ASSIGNED TASK:
Lines from the line with "and reference timezone." to the line with "impl Clock for FixedClock" in the entries below, and only those, must be output exactly, with both ends included.

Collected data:
------------------------------------------------

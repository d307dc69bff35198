//! Time source and reference timezone.
//!
//! Instants travel as `DateTime<Utc>`. [`ReferenceZone`] is the only place that
//! converts them to local wall time, for date bucketing and report rendering.

use std::sync::Mutex;

use chrono::{DateTime, FixedOffset, NaiveDate, Offset, SubsecRound, Utc};

use crate::error::{Result, TrackerError};

/// Date key format used for session buckets (`DD.MM.YYYY`).
pub const DATE_KEY_FORMAT: &str = "%d.%m.%Y";
const TIME_OF_DAY_FORMAT: &str = "%H:%M:%S";

pub trait Clock: Send + Sync {
    fn now(&self) -> DateTime<Utc>;
}

#[derive(Debug, Default, Clone, Copy)]
pub struct SystemClock;

impl Clock for SystemClock {
    fn now(&self) -> DateTime<Utc> {
        Utc::now().trunc_subsecs(6)
    }
}

/// Manually driven clock for tests and replays.
#[derive(Debug)]
pub struct FixedClock {
    now: Mutex<DateTime<Utc>>,
}

impl FixedClock {
    pub fn new(now: DateTime<Utc>) -> Self {
        Self {
            now: Mutex::new(now),
        }
    }

    pub fn advance(&self, by: chrono::Duration) {
        let mut guard = self.now.lock().unwrap_or_else(|e| e.into_inner());
        *guard += by;
    }
}

impl Clock for FixedClock {
    fn now(&self) -> DateTime<Utc> {
        *self.now.lock().unwrap_or_else(|e| e.into_inner())
    }
}

/// Fixed-offset timezone used for all date bucketing and display.
#[derive(Debug, Clone, Copy, PartialEq, Eq)]
pub struct ReferenceZone {
    offset: FixedOffset,
}

impl ReferenceZone {
    pub fn new(offset: FixedOffset) -> Self {
        Self { offset }
    }

    pub fn utc() -> Self {
        Self::new(Utc.fix())
    }

    /// Parses `+HH:MM`, `-HH:MM`, `+HH`, or `Z`.
    pub fn parse(value: &str) -> Result<Self> {
        let trimmed = value.trim();
        if trimmed.eq_ignore_ascii_case("z") || trimmed.eq_ignore_ascii_case("utc") {
            return Ok(Self::utc());
        }

        let invalid = || TrackerError::InvalidUtcOffset(value.to_string());
        let (sign, rest) = match trimmed.as_bytes().first() {
            Some(b'+') => (1, &trimmed[1..]),
            Some(b'-') => (-1, &trimmed[1..]),
            _ => return Err(invalid()),
        };
        let (hours, minutes) = match rest.split_once(':') {
            Some((h, m)) => (h, m),
            None => (rest, "0"),
        };
        let hours: i32 = hours.parse().map_err(|_| invalid())?;
        let minutes: i32 = minutes.parse().map_err(|_| invalid())?;
        if !(0..=14).contains(&hours) || !(0..60).contains(&minutes) {
            return Err(invalid());
        }

        FixedOffset::east_opt(sign * (hours * 3600 + minutes * 60))
            .map(Self::new)
            .ok_or_else(invalid)
    }

    pub fn offset(&self) -> FixedOffset {
        self.offset
    }

    pub fn local(&self, instant: DateTime<Utc>) -> DateTime<FixedOffset> {
        instant.with_timezone(&self.offset)
    }

    /// Calendar date bucket for an instant, e.g. `19.10.2026`.
    pub fn date_key(&self, instant: DateTime<Utc>) -> String {
        self.local(instant).format(DATE_KEY_FORMAT).to_string()
    }

    pub fn time_of_day(&self, instant: DateTime<Utc>) -> String {
        self.local(instant).format(TIME_OF_DAY_FORMAT).to_string()
    }
}

impl Default for ReferenceZone {
    fn default() -> Self {
        Self::utc()
    }
}

pub fn parse_date_key(key: &str) -> Option<NaiveDate> {
    NaiveDate::parse_from_str(key, DATE_KEY_FORMAT).ok()
}
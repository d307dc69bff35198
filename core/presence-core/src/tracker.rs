//! Coordinator that owns all tracker state.
//!
//! [`PresenceTracker`] is the single writer: tracked identities, the in-memory
//! persisted state, and the store sit behind one mutex, so a report reload can
//! never interleave with a save from the event path.

use std::path::PathBuf;
use std::sync::{Mutex, MutexGuard};

use presence_protocol::PresenceEvent;
use tracing::{info, warn};

use crate::clock::{Clock, ReferenceZone, SystemClock};
use crate::config::TrackerConfig;
use crate::error::Result;
use crate::identity::{DirectoryLookup, IdentityTracker};
use crate::report::{ReportGenerator, ReportOutcome};
use crate::state::{
    write_report_file, PersistedState, PresenceMachine, StateStore, StatusChange, Transition,
};

struct TrackerInner {
    identities: IdentityTracker,
    state: PersistedState,
    store: StateStore,
}

pub struct PresenceTracker {
    inner: Mutex<TrackerInner>,
    machine: PresenceMachine,
    reports: ReportGenerator,
    clock: Box<dyn Clock>,
    report_path: Option<PathBuf>,
}

impl PresenceTracker {
    /// Resolves configured names, reloads committed sessions and history, and
    /// starts every identity idle.
    pub fn start(config: &TrackerConfig, directory: &dyn DirectoryLookup) -> Result<Self> {
        let zone = config.zone()?;
        let store = StateStore::new(&config.state_path()?);
        let identities = IdentityTracker::resolve_all(&config.tracked, directory);
        if identities.is_empty() {
            warn!("No identities resolved; all presence changes will be ignored");
        }

        let tracker = Self::new(store, identities, zone, Box::new(SystemClock))
            .with_report_path(config.report_path()?);
        Ok(tracker)
    }

    pub fn new(
        store: StateStore,
        identities: IdentityTracker,
        zone: ReferenceZone,
        clock: Box<dyn Clock>,
    ) -> Self {
        let state = store.load();
        info!(
            path = %store.path().display(),
            tracked = identities.len(),
            history = state.history.len(),
            "Presence tracker started"
        );
        Self {
            inner: Mutex::new(TrackerInner {
                identities,
                state,
                store,
            }),
            machine: PresenceMachine::new(zone),
            reports: ReportGenerator::new(zone),
            clock,
            report_path: None,
        }
    }

    /// Every generated report is also written here.
    pub fn with_report_path(mut self, path: PathBuf) -> Self {
        self.report_path = Some(path);
        self
    }

    fn lock(&self) -> MutexGuard<'_, TrackerInner> {
        self.inner.lock().unwrap_or_else(|e| e.into_inner())
    }

    /// Applies an inbound event, stamping it with the clock if it carries no instant.
    pub fn handle_event(&self, event: &PresenceEvent) -> Result<Option<Transition>> {
        let at = event.observed_at_utc().unwrap_or_else(|| self.clock.now());
        self.apply(StatusChange {
            identity_id: event.identity_id,
            status: event.status,
            at,
        })
    }

    /// Applies one change. `Ok(None)` means the identity is not tracked.
    ///
    /// A close is persisted before it counts. If the save fails the close is
    /// rolled back (the identity stays active) and the error is returned.
    pub fn apply(&self, change: StatusChange) -> Result<Option<Transition>> {
        let mut guard = self.lock();
        let inner = &mut *guard;

        let Some(applied) = self
            .machine
            .apply(&mut inner.identities, &mut inner.state, change)
        else {
            return Ok(None);
        };

        if applied.transition.requires_persist() {
            if let Err(err) = inner.store.save(&inner.state) {
                warn!(
                    identity_id = applied.identity_id,
                    error = %err,
                    "Failed to persist closed session"
                );
                self.machine
                    .revert_close(&mut inner.identities, &mut inner.state, &applied);
                return Err(err);
            }
        }

        Ok(Some(applied.transition))
    }

    /// Renders a report from freshly reloaded state. `identity` selects the
    /// per-identity report; `None` renders the aggregate.
    pub fn report(&self, identity: Option<&str>) -> Result<ReportOutcome> {
        let guard = self.lock();
        let outcome = self
            .reports
            .generate(&guard.store, &guard.identities, identity);

        if let Some(path) = &self.report_path {
            write_report_file(path, &outcome.text())?;
        }
        Ok(outcome)
    }

    /// Clone of the in-memory persisted state.
    pub fn snapshot(&self) -> PersistedState {
        self.lock().state.clone()
    }

    pub fn is_active(&self, identity_id: u64) -> bool {
        self.lock()
            .identities
            .get(identity_id)
            .map(|identity| identity.is_active())
            .unwrap_or(false)
    }

    pub fn tracked_count(&self) -> usize {
        self.lock().identities.len()
    }
}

------------------------------------------------

ANSWER TO THE PROBLEM:
//! Time source and reference timezone.
//!
//! Instants travel as `DateTime<Utc>`. [`ReferenceZone`] is the only place that
//! converts them to local wall time, for date bucketing and report rendering.

use std::sync::Mutex;

use chrono::{DateTime, FixedOffset, NaiveDate, Offset, SubsecRound, Utc};

use crate::error::{Result, TrackerError};

/// Date key format used for session buckets (`DD.MM.YYYY`).
pub const DATE_KEY_FORMAT: &str = "%d.%m.%Y";
const TIME_OF_DAY_FORMAT: &str = "%H:%M:%S";

pub trait Clock: Send + Sync {
    fn now(&self) -> DateTime<Utc>;
}

#[derive(Debug, Default, Clone, Copy)]
pub struct SystemClock;

impl Clock for SystemClock {
    fn now(&self) -> DateTime<Utc> {
        Utc::now().trunc_subsecs(6)
    }
}

/// Manually driven clock for tests and replays.
#[derive(Debug)]
pub struct FixedClock {
    now: Mutex<DateTime<Utc>>,
}

impl FixedClock {
    pub fn new(now: DateTime<Utc>) -> Self {
        Self {
            now: Mutex::new(now),
        }
    }

    pub fn advance(&self, by: chrono::Duration) {
        let mut guard = self.now.lock().unwrap_or_else(|e| e.into_inner());
        *guard += by;
    }
}

impl Clock for FixedClock {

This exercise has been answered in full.